*** Block opens ***

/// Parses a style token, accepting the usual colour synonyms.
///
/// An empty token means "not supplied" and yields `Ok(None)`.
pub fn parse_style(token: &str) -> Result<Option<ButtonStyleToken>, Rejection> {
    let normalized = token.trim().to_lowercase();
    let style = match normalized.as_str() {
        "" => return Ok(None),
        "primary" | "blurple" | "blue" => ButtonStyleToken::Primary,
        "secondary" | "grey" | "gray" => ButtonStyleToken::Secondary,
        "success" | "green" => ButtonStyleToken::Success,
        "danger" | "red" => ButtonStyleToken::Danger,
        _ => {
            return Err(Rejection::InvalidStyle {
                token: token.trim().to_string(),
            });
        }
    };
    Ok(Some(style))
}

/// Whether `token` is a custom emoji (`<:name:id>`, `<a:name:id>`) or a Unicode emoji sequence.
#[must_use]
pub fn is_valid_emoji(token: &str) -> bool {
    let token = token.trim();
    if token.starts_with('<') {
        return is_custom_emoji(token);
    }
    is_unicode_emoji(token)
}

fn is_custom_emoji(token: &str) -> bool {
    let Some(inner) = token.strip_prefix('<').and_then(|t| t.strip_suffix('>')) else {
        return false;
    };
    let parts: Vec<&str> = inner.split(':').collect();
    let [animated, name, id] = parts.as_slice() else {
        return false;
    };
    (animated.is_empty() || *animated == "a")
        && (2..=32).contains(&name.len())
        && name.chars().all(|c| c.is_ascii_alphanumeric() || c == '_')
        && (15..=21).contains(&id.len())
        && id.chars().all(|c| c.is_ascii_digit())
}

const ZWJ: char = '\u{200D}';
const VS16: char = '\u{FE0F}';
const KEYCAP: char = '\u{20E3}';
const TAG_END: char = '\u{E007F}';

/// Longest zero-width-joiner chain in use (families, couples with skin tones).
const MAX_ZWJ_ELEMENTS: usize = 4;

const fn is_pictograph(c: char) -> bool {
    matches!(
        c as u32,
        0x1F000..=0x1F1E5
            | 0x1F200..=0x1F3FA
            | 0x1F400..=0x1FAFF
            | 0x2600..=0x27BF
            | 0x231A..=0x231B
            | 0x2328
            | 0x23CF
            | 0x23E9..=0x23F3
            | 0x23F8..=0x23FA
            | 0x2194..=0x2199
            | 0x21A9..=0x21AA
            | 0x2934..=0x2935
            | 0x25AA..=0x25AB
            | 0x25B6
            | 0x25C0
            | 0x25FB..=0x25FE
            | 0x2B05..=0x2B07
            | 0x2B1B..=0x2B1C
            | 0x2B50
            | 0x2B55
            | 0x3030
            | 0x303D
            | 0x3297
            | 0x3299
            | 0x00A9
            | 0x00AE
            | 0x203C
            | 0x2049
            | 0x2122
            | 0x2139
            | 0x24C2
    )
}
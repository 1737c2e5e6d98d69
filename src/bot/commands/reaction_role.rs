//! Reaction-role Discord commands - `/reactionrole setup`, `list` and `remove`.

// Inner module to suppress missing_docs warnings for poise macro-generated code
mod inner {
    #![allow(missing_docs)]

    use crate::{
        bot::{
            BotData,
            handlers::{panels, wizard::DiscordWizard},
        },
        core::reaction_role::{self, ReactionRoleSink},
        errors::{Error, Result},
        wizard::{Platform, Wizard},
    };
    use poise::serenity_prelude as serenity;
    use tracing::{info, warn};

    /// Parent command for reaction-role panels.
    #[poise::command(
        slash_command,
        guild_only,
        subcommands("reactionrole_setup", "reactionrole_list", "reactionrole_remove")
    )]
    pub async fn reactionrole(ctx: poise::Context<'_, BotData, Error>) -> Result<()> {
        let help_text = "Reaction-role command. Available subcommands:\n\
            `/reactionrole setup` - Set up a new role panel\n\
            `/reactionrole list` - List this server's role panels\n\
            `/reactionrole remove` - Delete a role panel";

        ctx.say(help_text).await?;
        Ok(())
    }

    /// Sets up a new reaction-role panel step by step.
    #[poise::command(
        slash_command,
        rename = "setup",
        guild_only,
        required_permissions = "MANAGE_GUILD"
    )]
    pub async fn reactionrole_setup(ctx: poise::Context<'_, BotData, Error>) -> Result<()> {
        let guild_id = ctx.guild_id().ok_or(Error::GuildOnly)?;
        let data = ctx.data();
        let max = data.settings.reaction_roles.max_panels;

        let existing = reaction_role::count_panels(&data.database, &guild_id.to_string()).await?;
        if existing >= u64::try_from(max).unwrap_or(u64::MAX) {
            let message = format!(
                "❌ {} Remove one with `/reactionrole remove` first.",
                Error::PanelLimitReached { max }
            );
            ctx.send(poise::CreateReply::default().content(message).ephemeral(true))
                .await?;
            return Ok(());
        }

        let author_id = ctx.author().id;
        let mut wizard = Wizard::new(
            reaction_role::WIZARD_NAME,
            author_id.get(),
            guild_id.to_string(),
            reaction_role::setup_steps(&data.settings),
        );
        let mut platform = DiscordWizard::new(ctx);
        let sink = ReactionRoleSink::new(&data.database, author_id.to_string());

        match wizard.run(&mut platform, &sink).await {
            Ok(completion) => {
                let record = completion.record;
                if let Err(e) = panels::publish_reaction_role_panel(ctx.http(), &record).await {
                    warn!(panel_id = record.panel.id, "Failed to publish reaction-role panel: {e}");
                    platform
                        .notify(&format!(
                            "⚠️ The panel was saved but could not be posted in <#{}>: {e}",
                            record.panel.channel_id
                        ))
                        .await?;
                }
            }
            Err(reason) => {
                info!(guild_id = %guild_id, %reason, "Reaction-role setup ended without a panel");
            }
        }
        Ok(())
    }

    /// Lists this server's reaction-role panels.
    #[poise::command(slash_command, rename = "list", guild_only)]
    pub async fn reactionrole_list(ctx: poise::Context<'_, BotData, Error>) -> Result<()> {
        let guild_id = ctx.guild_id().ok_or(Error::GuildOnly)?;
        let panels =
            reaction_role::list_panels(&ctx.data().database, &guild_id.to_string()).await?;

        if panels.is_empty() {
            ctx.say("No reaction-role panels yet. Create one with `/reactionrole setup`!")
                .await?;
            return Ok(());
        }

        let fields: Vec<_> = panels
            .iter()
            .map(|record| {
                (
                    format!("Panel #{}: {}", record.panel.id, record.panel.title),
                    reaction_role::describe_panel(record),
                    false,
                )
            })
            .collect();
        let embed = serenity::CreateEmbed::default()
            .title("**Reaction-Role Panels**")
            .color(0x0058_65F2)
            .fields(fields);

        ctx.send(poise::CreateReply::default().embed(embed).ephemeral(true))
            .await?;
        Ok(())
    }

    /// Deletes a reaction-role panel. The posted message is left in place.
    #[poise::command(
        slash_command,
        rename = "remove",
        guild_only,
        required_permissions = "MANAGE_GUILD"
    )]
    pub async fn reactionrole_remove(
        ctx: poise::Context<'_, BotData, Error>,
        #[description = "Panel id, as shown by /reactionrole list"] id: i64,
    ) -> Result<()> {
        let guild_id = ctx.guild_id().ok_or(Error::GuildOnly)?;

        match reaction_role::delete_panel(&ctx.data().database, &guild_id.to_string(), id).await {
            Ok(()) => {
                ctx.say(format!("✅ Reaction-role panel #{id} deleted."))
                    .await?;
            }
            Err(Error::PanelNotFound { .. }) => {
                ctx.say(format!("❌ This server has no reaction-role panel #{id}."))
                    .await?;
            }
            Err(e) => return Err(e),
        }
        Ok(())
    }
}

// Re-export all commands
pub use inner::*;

*** Block closes ***

What you need to do
Output the entire listing above, character for character.

Answer box
/// Parses a style token, accepting the usual colour synonyms.
///
/// An empty token means "not supplied" and yields `Ok(None)`.
pub fn parse_style(token: &str) -> Result<Option<ButtonStyleToken>, Rejection> {
    let normalized = token.trim().to_lowercase();
    let style = match normalized.as_str() {
        "" => return Ok(None),
        "primary" | "blurple" | "blue" => ButtonStyleToken::Primary,
        "secondary" | "grey" | "gray" => ButtonStyleToken::Secondary,
        "success" | "green" => ButtonStyleToken::Success,
        "danger" | "red" => ButtonStyleToken::Danger,
        _ => {
            return Err(Rejection::InvalidStyle {
                token: token.trim().to_string(),
            });
        }
    };
    Ok(Some(style))
}

/// Whether `token` is a custom emoji (`<:name:id>`, `<a:name:id>`) or a Unicode emoji sequence.
#[must_use]
pub fn is_valid_emoji(token: &str) -> bool {
    let token = token.trim();
    if token.starts_with('<') {
        return is_custom_emoji(token);
    }
    is_unicode_emoji(token)
}

fn is_custom_emoji(token: &str) -> bool {
    let Some(inner) = token.strip_prefix('<').and_then(|t| t.strip_suffix('>')) else {
        return false;
    };
    let parts: Vec<&str> = inner.split(':').collect();
    let [animated, name, id] = parts.as_slice() else {
        return false;
    };
    (animated.is_empty() || *animated == "a")
        && (2..=32).contains(&name.len())
        && name.chars().all(|c| c.is_ascii_alphanumeric() || c == '_')
        && (15..=21).contains(&id.len())
        && id.chars().all(|c| c.is_ascii_digit())
}

const ZWJ: char = '\u{200D}';
const VS16: char = '\u{FE0F}';
const KEYCAP: char = '\u{20E3}';
const TAG_END: char = '\u{E007F}';

/// Longest zero-width-joiner chain in use (families, couples with skin tones).
const MAX_ZWJ_ELEMENTS: usize = 4;

const fn is_pictograph(c: char) -> bool {
    matches!(
        c as u32,
        0x1F000..=0x1F1E5
            | 0x1F200..=0x1F3FA
            | 0x1F400..=0x1FAFF
            | 0x2600..=0x27BF
            | 0x231A..=0x231B
            | 0x2328
            | 0x23CF
            | 0x23E9..=0x23F3
            | 0x23F8..=0x23FA
            | 0x2194..=0x2199
            | 0x21A9..=0x21AA
            | 0x2934..=0x2935
            | 0x25AA..=0x25AB
            | 0x25B6
            | 0x25C0
            | 0x25FB..=0x25FE
            | 0x2B05..=0x2B07
            | 0x2B1B..=0x2B1C
            | 0x2B50
            | 0x2B55
            | 0x3030
            | 0x303D
            | 0x3297
            | 0x3299
            | 0x00A9
            | 0x00AE
            | 0x203C
            | 0x2049
            | 0x2122
            | 0x2139
            | 0x24C2
    )
}
repository 1737c2e5e6d98d69
filename src/bot/commands/reaction_role.rs
//! Reaction-role Discord commands - `/reactionrole setup`, `list` and `remove`.

// Inner module to suppress missing_docs warnings for poise macro-generated code
mod inner {
    #![allow(missing_docs)]

    use crate::{
        bot::{
            BotData,
            handlers::{panels, wizard::DiscordWizard},
        },
        core::reaction_role::{self, ReactionRoleSink},
        errors::{Error, Result},
        wizard::{Platform, Wizard},
    };
    use poise::serenity_prelude as serenity;
    use tracing::{info, warn};

    /// Parent command for reaction-role panels.
    #[poise::command(
        slash_command,
        guild_only,
        subcommands("reactionrole_setup", "reactionrole_list", "reactionrole_remove")
    )]
    pub async fn reactionrole(ctx: poise::Context<'_, BotData, Error>) -> Result<()> {
        let help_text = "Reaction-role command. Available subcommands:\n\
            `/reactionrole setup` - Set up a new role panel\n\
            `/reactionrole list` - List this server's role panels\n\
            `/reactionrole remove` - Delete a role panel";

        ctx.say(help_text).await?;
        Ok(())
    }

    /// Sets up a new reaction-role panel step by step.
    #[poise::command(
        slash_command,
        rename = "setup",
        guild_only,
        required_permissions = "MANAGE_GUILD"
    )]
    pub async fn reactionrole_setup(ctx: poise::Context<'_, BotData, Error>) -> Result<()> {
        let guild_id = ctx.guild_id().ok_or(Error::GuildOnly)?;
        let data = ctx.data();
        let max = data.settings.reaction_roles.max_panels;

        let existing = reaction_role::count_panels(&data.database, &guild_id.to_string()).await?;
        if existing >= u64::try_from(max).unwrap_or(u64::MAX) {
            let message = format!(
                "❌ {} Remove one with `/reactionrole remove` first.",
                Error::PanelLimitReached { max }
            );
            ctx.send(poise::CreateReply::default().content(message).ephemeral(true))
                .await?;
            return Ok(());
        }

        let author_id = ctx.author().id;
        let mut wizard = Wizard::new(
            reaction_role::WIZARD_NAME,
            author_id.get(),
            guild_id.to_string(),
            reaction_role::setup_steps(&data.settings),
        );
        let mut platform = DiscordWizard::new(ctx);
        let sink = ReactionRoleSink::new(&data.database, author_id.to_string());

        match wizard.run(&mut platform, &sink).await {
            Ok(completion) => {
                let record = completion.record;
                if let Err(e) = panels::publish_reaction_role_panel(ctx.http(), &record).await {
                    warn!(panel_id = record.panel.id, "Failed to publish reaction-role panel: {e}");
                    platform
                        .notify(&format!(
                            "⚠️ The panel was saved but could not be posted in <#{}>: {e}",
                            record.panel.channel_id
                        ))
                        .await?;
                }
            }
            Err(reason) => {
                info!(guild_id = %guild_id, %reason, "Reaction-role setup ended without a panel");
            }
        }
        Ok(())
    }

    /// Lists this server's reaction-role panels.
    #[poise::command(slash_command, rename = "list", guild_only)]
    pub async fn reactionrole_list(ctx: poise::Context<'_, BotData, Error>) -> Result<()> {
        let guild_id = ctx.guild_id().ok_or(Error::GuildOnly)?;
        let panels =
            reaction_role::list_panels(&ctx.data().database, &guild_id.to_string()).await?;

        if panels.is_empty() {
            ctx.say("No reaction-role panels yet. Create one with `/reactionrole setup`!")
                .await?;
            return Ok(());
        }

        let fields: Vec<_> = panels
            .iter()
            .map(|record| {
                (
                    format!("Panel #{}: {}", record.panel.id, record.panel.title),
                    reaction_role::describe_panel(record),
                    false,
                )
            })
            .collect();
        let embed = serenity::CreateEmbed::default()
            .title("**Reaction-Role Panels**")
            .color(0x0058_65F2)
            .fields(fields);

        ctx.send(poise::CreateReply::default().embed(embed).ephemeral(true))
            .await?;
        Ok(())
    }

    /// Deletes a reaction-role panel. The posted message is left in place.
    #[poise::command(
        slash_command,
        rename = "remove",
        guild_only,
        required_permissions = "MANAGE_GUILD"
    )]
    pub async fn reactionrole_remove(
        ctx: poise::Context<'_, BotData, Error>,
        #[description = "Panel id, as shown by /reactionrole list"] id: i64,
    ) -> Result<()> {
        let guild_id = ctx.guild_id().ok_or(Error::GuildOnly)?;

        match reaction_role::delete_panel(&ctx.data().database, &guild_id.to_string(), id).await {
            Ok(()) => {
                ctx.say(format!("✅ Reaction-role panel #{id} deleted."))
                    .await?;
            }
            Err(Error::PanelNotFound { .. }) => {
                ctx.say(format!("❌ This server has no reaction-role panel #{id}."))
                    .await?;
            }
            Err(e) => return Err(e),
        }
        Ok(())
    }
}

// Re-export all commands
pub use inner::*;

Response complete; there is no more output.